Criciúma (Viernes, 26-02-2010, Gaudium Press) Con el título «Misterio Pascual y Crecimiento Espiritual», Mons. Jacinto Inácio Flach, Obispo de la Diócesis de Criciúma, en el estado de Santa Catalina, Brasil, aborda en su artículo la cuestión de la madurez cristiana y su relación con el dolor, con la cruz que cargamos en determinados momentos de la vida, dándonos el ejemplo de la propia Pasión de Jesús.
Él inicia el texto diciendo que la madurez cristiana consiste en la consecución del estado de hombre perfecto, en el revestimiento del hombre nuevo, creado según Dios en justicia y santidad verdadera, como respuesta total a Cristo, don personal de Dios a la humanidad. «Todo aquel que sigue a Cristo, hombre perfecto, en el misterio redentor de su muerte y su resurrección se torna también más hombre, ya que se torna más semejante a Jesús y se aproxima a él no solo en lo que él tiene de divino, sino también en lo que él tiene de humano», afirma.
El prelado también resalta que Jesús alcanzó la perfección de la humanidad en la donación suprema de la cruz, pues lo que nos hace hombre o mujer es justamente, el amor, el dar. Para él, el hombre, que es en la tierra la única criatura que Dios quiso en sí misma, solo puede reencontrarse plenamente a través de su autodonación desinteresada. «Quien dice amor, en el sentido auténtico de la palabra, dice cruz; y quien dice cruz -no se trata de cualquier cruz, sino de la cruz del Señor- dice necesariamente amor: la cruz es verdaderamente la epifanía del amor», señala.
La experiencia de la cruz
Después de la Pasión de Cristo, recuerda el obispo, el camino del dolor se presenta inseparable del camino del amor, o sea, de la capacidad de sacrificarse por los otros, con la convicción cristiana de que todo amor humano que no es don de sí y no viene seguido, por lo menos implícitamente, de la señal y la sangre de la cruz, no pasa de caricatura del amor.
Destaca, también, que el primer Adán se perdió al querer elevarse por encima de su propia naturaleza, y Cristo, al contrario, conquistó la salvación aceptando su propia debilidad de hombre hasta la impotencia de la muerte.
«Con efecto, la cruz no fue una necesidad impuesta de fuera para dentro por una divinidad deseosa de compensar su propia honra ofendida; históricamente ella es también el resultado de la lucha de Jesús contra sus opresores», subraya.
Para Mons.
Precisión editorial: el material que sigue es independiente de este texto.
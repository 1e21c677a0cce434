//! Amenity accessibility scoring for a geographic point.
//!
//! Given an origin, a radius, and two prebuilt amenity collections, the
//! engine answers how well the point is served by nearby amenities: it finds
//! candidates per semantic category, ranks representative examples by tag
//! relevance, aggregates count and nearest-distance statistics over the full
//! candidate set, and derives a saturating 0–10 score per category plus a
//! weighted overall score.
//!
//! Distance work is deliberately simple: a bounding-box prefilter over raw
//! coordinates followed by an exact haversine cutoff. No spatial index is
//! kept between queries; collections are immutable for the run and every
//! query re-scans them.
//!
//! # Examples
//! ```
//! use geo::Coord;
//! use nearscore_core::{
//!     AmenityRecord, AmenityTags, Category, MemorySource, QueryEngine, QueryRequest,
//! };
//!
//! let origin = Coord { x: 4.3517, y: 50.8466 };
//! let records = vec![
//!     AmenityRecord::new(
//!         1,
//!         Category::Transit,
//!         Coord { x: origin.x, y: origin.y + 0.003 },
//!         AmenityTags { railway: Some("station".into()), ..AmenityTags::default() },
//!     ),
//!     AmenityRecord::new(
//!         2,
//!         Category::Market,
//!         Coord { x: origin.x + 0.004, y: origin.y },
//!         AmenityTags { shop: Some("supermarket".into()), ..AmenityTags::default() },
//!     ),
//! ];
//!
//! let engine = QueryEngine::new(MemorySource::new(records));
//! let request = QueryRequest::new(origin, 2_500.0, 5)?;
//! let result = engine.run(&request);
//!
//! assert_eq!(result.categories.len(), 6);
//! assert!(result.overall_score > 0.0);
//! assert!(result.overall_score <= 10.0);
//! # Ok::<(), nearscore_core::QueryRequestError>(())
//! ```

#![forbid(unsafe_code)]

pub mod amenity;
pub mod config;
pub mod filter;
pub mod geocode;
pub mod geodesy;
pub mod query;
pub mod rank;
pub mod score;
pub mod source;
pub mod stats;
pub mod travel;

pub use amenity::{AmenityRecord, AmenityTags, Category, ParseCategoryError};
pub use config::{BonusRule, CategoryConfig, ConfigError, OverallWeights, ScoringConfig, TravelParams};
pub use filter::{Candidate, filter_within_radius};
pub use geocode::{GeocodeError, Geocoder, ResolvedLocation};
pub use query::{
    CategoryResult, QueryEngine, QueryError, QueryRequest, QueryRequestError, QueryResult,
    RankedAmenity,
};
pub use rank::{TagPredicate, rank_candidates, relevance};
pub use score::{category_score, overall_score};
pub use source::{CandidateSource, MemorySource};
pub use stats::{CategoryStats, aggregate};
pub use travel::TravelEstimate;

#[cfg(feature = "source-sqlite")]
pub use source::sqlite::{AmenitySourceError, SqliteAmenitySource};
//! Query orchestration and result types.
//!
//! One query runs each configured category through the same pipeline:
//! scan the source, filter by radius, rank for presentation, aggregate for
//! scoring, score. The overall score combines the category scores once all
//! categories are done.

use geo::Coord;
use thiserror::Error;

use crate::amenity::Category;
use crate::config::{CategoryConfig, OverallWeights, ScoringConfig, TravelParams};
use crate::filter::filter_within_radius;
use crate::geocode::{GeocodeError, Geocoder, ResolvedLocation};
use crate::rank::rank_candidates;
use crate::score::{category_score, overall_score};
use crate::source::CandidateSource;
use crate::stats::aggregate;
use crate::travel::TravelEstimate;

#[cfg(feature = "serde")]
use serde::{Deserialize, Serialize};

/// A single accessibility query.
///
/// # Examples
/// ```
/// use geo::Coord;
/// use nearscore_core::QueryRequest;
///
/// let request = QueryRequest::new(Coord { x: 4.35, y: 50.85 }, 2_500.0, 5)?;
/// assert_eq!(request.top_n, 5);
/// # Ok::<(), nearscore_core::QueryRequestError>(())
/// ```
#[derive(Debug, Clone, Copy, PartialEq)]
#[cfg_attr(feature = "serde", derive(Serialize, Deserialize))]
pub struct QueryRequest {
    /// Query origin (`x = longitude`, `y = latitude`).
    pub origin: Coord<f64>,
    /// Search radius in metres.
    pub radius_m: f64,
    /// Maximum number of examples reported per category.
    pub top_n: usize,
}

/// Errors returned by [`QueryRequest::new`].
#[derive(Debug, Clone, Copy, PartialEq, Eq, Error)]
pub enum QueryRequestError {
    /// The radius was zero, negative, or not finite.
    #[error("query radius must be finite and positive")]
    NonPositiveRadius,
    /// `top_n` was zero.
    #[error("top_n must be at least 1")]
    ZeroTopN,
}

impl QueryRequest {
    /// Validate and construct a request.
    ///
    /// # Errors
    /// Returns [`QueryRequestError`] for a degenerate radius or `top_n`;
    /// these are caller contract violations and are rejected before any
    /// query work happens.
    pub fn new(origin: Coord<f64>, radius_m: f64, top_n: usize) -> Result<Self, QueryRequestError> {
        if !(radius_m.is_finite() && radius_m > 0.0) {
            return Err(QueryRequestError::NonPositiveRadius);
        }
        if top_n == 0 {
            return Err(QueryRequestError::ZeroTopN);
        }
        Ok(Self {
            origin,
            radius_m,
            top_n,
        })
    }
}

/// One ranked example within a category.
#[derive(Debug, Clone, PartialEq)]
#[cfg_attr(feature = "serde", derive(Serialize, Deserialize))]
pub struct RankedAmenity {
    /// 1-based rank within the category.
    pub rank: usize,
    /// The amenity record.
    pub record: crate::amenity::AmenityRecord,
    /// Exact great-circle distance from the origin, in metres.
    pub distance_m: f64,
    /// Walking and driving estimates for that distance.
    pub travel: TravelEstimate,
}

/// Results for one category.
#[derive(Debug, Clone, PartialEq)]
#[cfg_attr(feature = "serde", derive(Serialize, Deserialize))]
pub struct CategoryResult {
    /// The category.
    pub category: Category,
    /// Top-ranked examples, at most `top_n` of them.
    pub matches: Vec<RankedAmenity>,
    /// Number of candidates within the radius.
    pub n_total: usize,
    /// Nearest candidate distance in metres, absent when the set is empty.
    pub d_min: Option<f64>,
    /// Whether the category's bonus predicate fired.
    pub bonus_active: bool,
    /// Category accessibility score in `[0, 10]`.
    pub score: f64,
}

/// The full result of one query.
#[derive(Debug, Clone, PartialEq)]
#[cfg_attr(feature = "serde", derive(Serialize, Deserialize))]
pub struct QueryResult {
    /// Query origin.
    pub origin: Coord<f64>,
    /// Search radius in metres.
    pub radius_m: f64,
    /// Per-category results in canonical category order.
    pub categories: Vec<CategoryResult>,
    /// Weighted overall score in `[0, 10]` when weights sum to 1.
    pub overall_score: f64,
}

/// Errors returned by [`QueryEngine::run_at_address`].
#[derive(Debug, Clone, PartialEq, Error)]
pub enum QueryError {
    /// Address resolution failed.
    #[error(transparent)]
    Geocode(#[from] GeocodeError),
    /// The derived request was degenerate.
    #[error(transparent)]
    Request(#[from] QueryRequestError),
}

/// The spatial query and scoring engine.
///
/// Holds a candidate source plus immutable configuration; [`QueryEngine::run`]
/// is read-only and side-effect free, so repeated runs over unchanged
/// collections return identical results.
///
/// # Examples
/// ```
/// use geo::Coord;
/// use nearscore_core::{
///     AmenityRecord, AmenityTags, Category, MemorySource, QueryEngine, QueryRequest,
/// };
///
/// let origin = Coord { x: 4.35, y: 50.85 };
/// let records = vec![AmenityRecord::new(
///     1,
///     Category::Market,
///     Coord { x: origin.x, y: origin.y + 0.002 },
///     AmenityTags { shop: Some("supermarket".into()), ..AmenityTags::default() },
/// )];
/// let engine = QueryEngine::new(MemorySource::new(records));
/// let request = QueryRequest::new(origin, 2_500.0, 5)?;
///
/// let result = engine.run(&request);
/// assert!(result.overall_score > 0.0);
/// # Ok::<(), nearscore_core::QueryRequestError>(())
/// ```
#[derive(Debug)]
pub struct QueryEngine<S> {
    source: S,
    scoring: ScoringConfig,
    weights: OverallWeights,
    travel: TravelParams,
}

impl<S: CandidateSource> QueryEngine<S> {
    /// Build an engine over `source` with the default configuration.
    #[must_use]
    pub fn new(source: S) -> Self {
        Self::with_config(
            source,
            ScoringConfig::default(),
            OverallWeights::default(),
            TravelParams::default(),
        )
    }

    /// Build an engine with explicit configuration.
    ///
    /// All three configuration types validate at construction, so queries
    /// themselves cannot fail.
    #[must_use]
    pub const fn with_config(
        source: S,
        scoring: ScoringConfig,
        weights: OverallWeights,
        travel: TravelParams,
    ) -> Self {
        Self {
            source,
            scoring,
            weights,
            travel,
        }
    }

    /// Execute one query.
    ///
    /// Each configured category is processed independently; a category with
    /// no candidates is reported with `n_total = 0`, no `d_min` and a zero
    /// score, not an error.
    #[must_use]
    pub fn run(&self, request: &QueryRequest) -> QueryResult {
        let categories: Vec<CategoryResult> = self
            .scoring
            .iter()
            .map(|(category, config)| self.run_category(category, config, request))
            .collect();
        let overall = overall_score(
            &self.weights,
            categories.iter().map(|result| (result.category, result.score)),
        );
        QueryResult {
            origin: request.origin,
            radius_m: request.radius_m,
            categories,
            overall_score: overall,
        }
    }

    /// Resolve an address through `geocoder`, then execute the query at the
    /// resolved coordinate.
    ///
    /// # Errors
    /// Returns [`QueryError::Geocode`] when the address does not resolve and
    /// [`QueryError::Request`] for a degenerate radius or `top_n`. No retries
    /// are attempted here.
    pub fn run_at_address(
        &self,
        geocoder: &dyn Geocoder,
        address: &str,
        radius_m: f64,
        top_n: usize,
    ) -> Result<(ResolvedLocation, QueryResult), QueryError> {
        let resolved = geocoder.resolve(address)?;
        let request = QueryRequest::new(resolved.location, radius_m, top_n)?;
        let result = self.run(&request);
        Ok((resolved, result))
    }

    fn run_category(
        &self,
        category: Category,
        config: &CategoryConfig,
        request: &QueryRequest,
    ) -> CategoryResult {
        let candidates =
            filter_within_radius(self.source.scan(category), request.origin, request.radius_m);
        let stats = aggregate(&candidates, config.bonus.map(|bonus| bonus.predicate));
        let score = category_score(config, &stats);

        let matches = rank_candidates(category, candidates, request.top_n)
            .into_iter()
            .zip(1..)
            .map(|(candidate, rank)| RankedAmenity {
                rank,
                travel: self.travel.estimate(candidate.distance_m),
                distance_m: candidate.distance_m,
                record: candidate.record,
            })
            .collect();

        log::debug!(
            "category {category}: {count} candidates within {radius} m, score {score:.2}",
            count = stats.n_total,
            radius = request.radius_m,
        );

        CategoryResult {
            category,
            matches,
            n_total: stats.n_total,
            d_min: stats.d_min,
            bonus_active: stats.bonus_active,
            score,
        }
    }
}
Jacinto, solamente una fe que haya madurado en la experiencia de la cruz será capaz de lanzar un rayo de luz sobre el misterio del sufrimiento humano en todas sus formas, sobre el misterio del mal moral o del pecado, con que el hombre se opone libremente a Dios en este mundo secularizado, que «perdió el sentido de la transcendencia y que por medio de la crítica corrosiva e impiedosa, pulveriza todas las concepciones morales y religiosas».
Por último, el purpurado resalta que la cruz es naturalmente un camino, no el final de un camino, ya que el objetivo del plan divino es que los hombres participen de la felicidad eterna de la trinidad. El nuevo testamento nunca separa el calvario de la mañana de Pascua, ni la elevación de Cristo en la cruz de la exaltación a la gloria.
«El crecimiento y el itinerario espiritual del cristiano no solo son emprendimientos solitarios, sino ocurren en la Iglesia, la gran comunidad camino al santuario celestial, de la gran liturgia de la eternidad. Es en la Iglesia, ciudad nueva, guardiana y matriz del universo nuevo, aunque actuante dentro de nuestro mundo terrenal y perecible, que Dios recrea y reforma el género humano», finaliza.